Awata: While delving into the details of International Women's Day, I came across a report highlighting that many women are not inclined to occupy positions where they are compelled to work long hours due to self-imposed responsibilities, often associated with traditional gender roles. Although International Women's Day primarily focuses on women, I believe it's an opportunity for men to reassess their own work styles and contribute to a better work-life balance for everyone.

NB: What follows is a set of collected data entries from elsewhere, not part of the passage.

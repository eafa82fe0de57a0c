// Derived numbers for the dashboard pages: KPI totals, rankings, ratings.

use std::cmp::Ordering;

use crate::player::PlayerRecord;

/// Overall rating: mean of the rated (non-zero) skills, rounded.
pub fn rating(player: &PlayerRecord) -> u32 {
    let rated: Vec<f64> = player
        .skills
        .values()
        .into_iter()
        .filter(|v| *v > 0.0)
        .collect();
    if rated.is_empty() {
        return 0;
    }
    (rated.iter().sum::<f64>() / rated.len() as f64).round() as u32
}

#[derive(Debug, Clone, Copy, PartialEq, Eq, Default)]
pub struct Totals {
    pub players: usize,
    pub goals: u64,
    pub attendances: u64,
}

/// Sums for the home page tiles. Goalkeepers' `goals` are included, as the
/// sheet does not separate them.
pub fn totals(players: &[PlayerRecord]) -> Totals {
    players.iter().fold(
        Totals {
            players: players.len(),
            ..Totals::default()
        },
        |acc, p| Totals {
            goals: acc.goals.saturating_add(u64::from(p.goals)),
            attendances: acc.attendances.saturating_add(u64::from(p.attendances)),
            ..acc
        },
    )
}

#[derive(Debug, Clone, Copy, PartialEq)]
pub struct Highlights<'a> {
    pub top_scorer: Option<&'a PlayerRecord>,
    pub most_present: Option<&'a PlayerRecord>,
}

/// Lowercased name with Portuguese diacritics folded, so "Álvaro" sorts with
/// the a's.
fn sort_key(name: &str) -> String {
    name.chars()
        .flat_map(char::to_lowercase)
        .map(|c| match c {
            'á' | 'à' | 'â' | 'ã' | 'ä' => 'a',
            'é' | 'è' | 'ê' | 'ë' => 'e',
            'í' | 'ì' | 'î' | 'ï' => 'i',
            'ó' | 'ò' | 'ô' | 'õ' | 'ö' => 'o',
            'ú' | 'ù' | 'û' | 'ü' => 'u',
            'ç' => 'c',
            'ñ' => 'n',
            other => other,
        })
        .collect()
}

fn by_name(a: &PlayerRecord, b: &PlayerRecord) -> Ordering {
    sort_key(&a.name)
        .cmp(&sort_key(&b.name))
        .then_with(|| a.name.cmp(&b.name))
}

/// Outfield players by goals, then attendance, then name.
pub fn goal_ranking(players: &[PlayerRecord]) -> Vec<&PlayerRecord> {
    let mut ranked: Vec<&PlayerRecord> = players.iter().filter(|p| !p.is_goalkeeper()).collect();
    ranked.sort_by(|a, b| {
        b.goals
            .cmp(&a.goals)
            .then(b.attendances.cmp(&a.attendances))
            .then_with(|| by_name(a, b))
    });
    ranked
}

/// Everyone by attendance, then goals, then name.
pub fn attendance_ranking(players: &[PlayerRecord]) -> Vec<&PlayerRecord> {
    let mut ranked: Vec<&PlayerRecord> = players.iter().collect();
    ranked.sort_by(|a, b| {
        b.attendances
            .cmp(&a.attendances)
            .then(b.goals.cmp(&a.goals))
            .then_with(|| by_name(a, b))
    });
    ranked
}

/// Goalkeepers with at least one difficult save (stored in `goals`).
pub fn goalkeeper_ranking(players: &[PlayerRecord]) -> Vec<&PlayerRecord> {
    let mut ranked: Vec<&PlayerRecord> = players
        .iter()
        .filter(|p| p.is_goalkeeper() && p.goals > 0)
        .collect();
    ranked.sort_by(|a, b| b.goals.cmp(&a.goals).then_with(|| by_name(a, b)));
    ranked
}

/// Players shown on the efficiency page.
pub const EFFICIENCY_LIMIT: usize = 10;

/// Outfield players who attended at least once, by goals per attendance,
/// best first. At most [`EFFICIENCY_LIMIT`] entries.
pub fn efficiency_ranking(players: &[PlayerRecord]) -> Vec<(&PlayerRecord, f64)> {
    let mut ranked: Vec<(&PlayerRecord, f64)> = players
        .iter()
        .filter(|p| !p.is_goalkeeper() && p.attendances > 0)
        .map(|p| (p, f64::from(p.goals) / f64::from(p.attendances)))
        .collect();
    ranked.sort_by(|(a, ra), (b, rb)| {
        rb.total_cmp(ra)
            .then(b.goals.cmp(&a.goals))
            .then_with(|| by_name(a, b))
    });
    ranked.truncate(EFFICIENCY_LIMIT);
    ranked
}

pub fn highlights(players: &[PlayerRecord]) -> Highlights<'_> {
    Highlights {
        top_scorer: goal_ranking(players).first().copied(),
        most_present: attendance_ranking(players).first().copied(),
    }
}

/// Alphabetical roster.
pub fn roster(players: &[PlayerRecord]) -> Vec<&PlayerRecord> {
    let mut sorted: Vec<&PlayerRecord> = players.iter().collect();
    sorted.sort_by(|a, b| by_name(a, b));
    sorted
}

pub fn find_player<'a>(players: &'a [PlayerRecord], name: &str) -> Option<&'a PlayerRecord> {
    let wanted = name.trim().to_lowercase();
    players.iter().find(|p| p.name.to_lowercase() == wanted)
}

// ---------------------------------------------------------------------------
// Tests
// ---------------------------------------------------------------------------
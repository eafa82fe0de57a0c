// Library root: the season data pipeline behind the pelada dashboard.
//
// raw CSV text -> decode -> map -> filter -> merge -> cache gateway

pub mod csv_decode;
pub mod gateway;
pub mod merge;
pub mod player;
pub mod season;
pub mod source;
pub mod stats;
pub mod store;

pub use gateway::{LoadError, Loaded, Origin, PlayerGateway, RefreshHandle};
pub use player::{PlayerRecord, Skills};
pub use season::{Season, SeasonCatalog, SelectionOption};
pub use source::{FetchError, SeasonSource};
pub use store::{CacheStore, Database};
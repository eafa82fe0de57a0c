// Combining season datasets into one record per player.

use std::collections::HashMap;

use crate::player::{PlayerRecord, Skills};

/// Attendance-weighted average of two ratings. With no attendance on either
/// side, keeps the first non-zero rating. The result is always finite.
fn weighted(a: f64, weight_a: u32, b: f64, weight_b: u32) -> f64 {
    let total = f64::from(weight_a) + f64::from(weight_b);
    if total == 0.0 {
        return if a != 0.0 { a } else { b };
    }
    let (share_a, share_b) = (f64::from(weight_a) / total, f64::from(weight_b) / total);
    (a * share_a + b * share_b).clamp(f64::MIN, f64::MAX)
}

/// Merge two records for the same player; `later` is the more recent season.
///
/// Counts are summed, skills are attendance-weighted, the name keeps the
/// earlier spelling, and the position comes from the later season when set.
pub fn merge_pair(earlier: &PlayerRecord, later: &PlayerRecord) -> PlayerRecord {
    let (wa, wb) = (earlier.attendances, later.attendances);
    let skills: Skills = earlier
        .skills
        .zip_with(&later.skills, |a, b| weighted(a, wa, b, wb));

    PlayerRecord {
        name: if earlier.name.is_empty() {
            later.name.clone()
        } else {
            earlier.name.clone()
        },
        attendances: wa.saturating_add(wb),
        goals: earlier.goals.saturating_add(later.goals),
        saves: earlier.saves.saturating_add(later.saves),
        skills,
        position: if later.position.is_empty() {
            earlier.position.clone()
        } else {
            later.position.clone()
        },
    }
}

/// Fold season datasets left to right into a single dataset.
///
/// A single dataset is returned untouched. Otherwise records are keyed by
/// lowercased name; the output keeps the order in which names first appear.
pub fn merge_seasons(mut datasets: Vec<Vec<PlayerRecord>>) -> Vec<PlayerRecord> {
    if datasets.len() <= 1 {
        return datasets.pop().unwrap_or_default();
    }

    let mut merged: Vec<PlayerRecord> = Vec::new();
    let mut index: HashMap<String, usize> = HashMap::new();

    for player in datasets.into_iter().flatten() {
        let key = player.name.to_lowercase();
        match index.get(&key) {
            Some(&i) => {
                let combined = merge_pair(&merged[i], &player);
                merged[i] = combined;
            }
            None => {
                index.insert(key, merged.len());
                merged.push(player);
            }
        }
    }

    merged
}

// ---------------------------------------------------------------------------
// Tests
// ---------------------------------------------------------------------------
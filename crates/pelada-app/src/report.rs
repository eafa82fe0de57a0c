// Plain-text renderings of the dashboard pages, plus CSV export.

use std::fmt::Write as _;
use std::io;

use pelada_core::stats::{self, Totals};
use pelada_core::{PlayerRecord, SelectionOption};

/// Column order of the upstream sheet, so exports can be read back.
const EXPORT_HEADER: [&str; 11] = [
    "Nome", "Presencas", "Gols", "DD", "Ritmo", "Finalizacao", "Passe", "Drible", "Defesa",
    "Fisico", "Posicao",
];

fn position_label(p: &PlayerRecord) -> &str {
    if p.position.is_empty() {
        "-"
    } else {
        &p.position
    }
}

/// Label for the `goals` column; the sheet stores goalkeepers' difficult
/// saves there.
pub fn goals_label(p: &PlayerRecord) -> &'static str {
    if p.is_goalkeeper() {
        "difficult saves"
    } else {
        "goals"
    }
}

fn ranked_list(out: &mut String, ranked: &[&PlayerRecord], value: impl Fn(&PlayerRecord) -> u32) {
    let width = ranked.iter().map(|p| p.name.chars().count()).max().unwrap_or(0);
    for (i, p) in ranked.iter().enumerate() {
        let _ = writeln!(
            out,
            "{:>3}. {:<width$}  {:<5} {:>4}",
            i + 1,
            p.name,
            position_label(p),
            value(p),
        );
    }
}

fn limited<'a>(ranked: Vec<&'a PlayerRecord>, limit: Option<usize>) -> Vec<&'a PlayerRecord> {
    match limit {
        Some(n) => ranked.into_iter().take(n).collect(),
        None => ranked,
    }
}

/// Home page: KPI totals, highlights, and the goalkeeper leaders.
pub fn render_home(label: &str, players: &[PlayerRecord]) -> String {
    let Totals {
        players: count,
        goals,
        attendances,
    } = stats::totals(players);
    let highlights = stats::highlights(players);

    let mut out = String::new();
    let _ = writeln!(out, "{label}");
    let _ = writeln!(out, "Players: {count}   Goals: {goals}   Attendances: {attendances}");
    let _ = writeln!(out);
    match highlights.top_scorer {
        Some(p) => {
            let _ = writeln!(out, "Top scorer:   {} ({})", p.name, p.goals);
        }
        None => {
            let _ = writeln!(out, "Top scorer:   -");
        }
    }
    match highlights.most_present {
        Some(p) => {
            let _ = writeln!(out, "Most present: {} ({})", p.name, p.attendances);
        }
        None => {
            let _ = writeln!(out, "Most present: -");
        }
    }

    let keepers = limited(stats::goalkeeper_ranking(players), Some(2));
    if !keepers.is_empty() {
        let _ = writeln!(out);
        let _ = writeln!(out, "Goalkeepers (difficult saves)");
        ranked_list(&mut out, &keepers, |p| p.goals);
    }
    out
}

/// Goals page: outfield players only.
pub fn render_goals(label: &str, players: &[PlayerRecord], limit: Option<usize>) -> String {
    let ranked = stats::goal_ranking(players);
    let mut out = String::new();
    let _ = writeln!(out, "{label}: goals ({} players)", ranked.len());
    ranked_list(&mut out, &limited(ranked, limit), |p| p.goals);
    out
}

/// Attendance page: everyone.
pub fn render_attendance(label: &str, players: &[PlayerRecord], limit: Option<usize>) -> String {
    let ranked = stats::attendance_ranking(players);
    let mut out = String::new();
    let _ = writeln!(out, "{label}: attendance ({} players)", ranked.len());
    ranked_list(&mut out, &limited(ranked, limit), |p| p.attendances);
    out
}

/// Efficiency page: goals per attendance for outfield players.
pub fn render_efficiency(label: &str, players: &[PlayerRecord]) -> String {
    let ranked = stats::efficiency_ranking(players);
    let width = ranked.iter().map(|(p, _)| p.name.chars().count()).max().unwrap_or(0);
    let mut out = String::new();
    let _ = writeln!(out, "{label}: goals per game (top {})", ranked.len());
    for (i, (p, per_game)) in ranked.iter().enumerate() {
        let _ = writeln!(
            out,
            "{:>3}. {:<width$}  {per_game:>5.2}  ({} in {})",
            i + 1,
            p.name,
            p.goals,
            p.attendances,
        );
    }
    out
}

/// Players page: alphabetical roster with overall ratings.
pub fn render_roster(label: &str, players: &[PlayerRecord]) -> String {
    let roster = stats::roster(players);
    let mut out = String::new();
    let _ = writeln!(out, "{label}: players ({})", roster.len());
    ranked_list(&mut out, &roster, stats::rating);
    out
}

/// Profile of one player: counts and the six skill ratings.
pub fn render_player(p: &PlayerRecord) -> String {
    let mut out = String::new();
    let _ = writeln!(out, "{} ({})", p.name, position_label(p));
    let _ = writeln!(out, "  attendances      {}", p.attendances);
    let _ = writeln!(out, "  {:<16} {}", goals_label(p), p.goals);
    if p.saves > 0 {
        let _ = writeln!(out, "  saves            {}", p.saves);
    }
    let _ = writeln!(out, "  rating           {}", stats::rating(p));

    let s = &p.skills;
    let skills = [
        ("pace", s.pace),
        ("finishing", s.finishing),
        ("passing", s.passing),
        ("dribbling", s.dribbling),
        ("defense", s.defense),
        ("physical", s.physical),
    ];
    for (name, value) in skills {
        let _ = writeln!(out, "  {name:<16} {value:.0}");
    }
    out
}

/// Seasons page: each selection with the time its cached dataset was last
/// written, if any.
pub fn render_seasons(options: &[(&SelectionOption, Option<String>)]) -> String {
    let width = options.iter().map(|(o, _)| o.value.chars().count()).max().unwrap_or(0);
    let mut out = String::new();
    for (option, updated_at) in options {
        let kind = if option.is_multi_season() {
            "combined"
        } else {
            "season"
        };
        let cached = updated_at.as_deref().unwrap_or("not cached");
        let _ = writeln!(
            out,
            "{:<width$}  {:<8}  {}  [{cached}]",
            option.value, kind, option.label
        );
    }
    out
}

/// Write players as CSV using the sheet's column names.
pub fn export_csv<W: io::Write>(writer: W, players: &[PlayerRecord]) -> csv::Result<()> {
    let mut wtr = csv::Writer::from_writer(writer);
    wtr.write_record(EXPORT_HEADER)?;
    for p in players {
        let s = &p.skills;
        wtr.write_record([
            p.name.clone(),
            p.attendances.to_string(),
            p.goals.to_string(),
            p.saves.to_string(),
            s.pace.to_string(),
            s.finishing.to_string(),
            s.passing.to_string(),
            s.dribbling.to_string(),
            s.defense.to_string(),
            s.physical.to_string(),
            p.position.clone(),
        ])?;
    }
    wtr.flush()?;
    Ok(())
}

// ---------------------------------------------------------------------------
// Unit tests
// ---------------------------------------------------------------------------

Machida: I believe fostering a workplace environment where individuals' lifestyles are respected, regardless of gender, would be mutually beneficial. We are fortunate to work for a listed company that offers a variety of support programs aimed at promoting comfortable and stress-free work environments. However, if your partner is employed by a company with a corporate culture that lacks consideration for employees' personal lives, they may struggle to share household responsibilities, childcare duties, and other non-work-related burdens. To alleviate the challenges faced by both women and men, societal change is necessary to create a world where work-life balance is more attainable for everyone.

Ebihara: Regardless of marital status or parental responsibilities, I would like to see a society where each individual's choices are honored and respected. Additionally, I've observed that there are still relatively few individuals who maintain their vigor and enthusiasm for work beyond the age of 60. Looking ahead, I believe it's crucial to establish an environment where people can continue to work energetically, regardless of their age.

Watanabe: My mother started working when she was 50, and just the other day, she got promoted at the age of 70. She inspires me and gives me the courage and assurance that I also can continue to shine and lead an active life no matter how old I become. Regarding myself, I would like to continue seeking new possibilities to grow, not only in what I do in my work at the company, but also in whatever else piques my interest.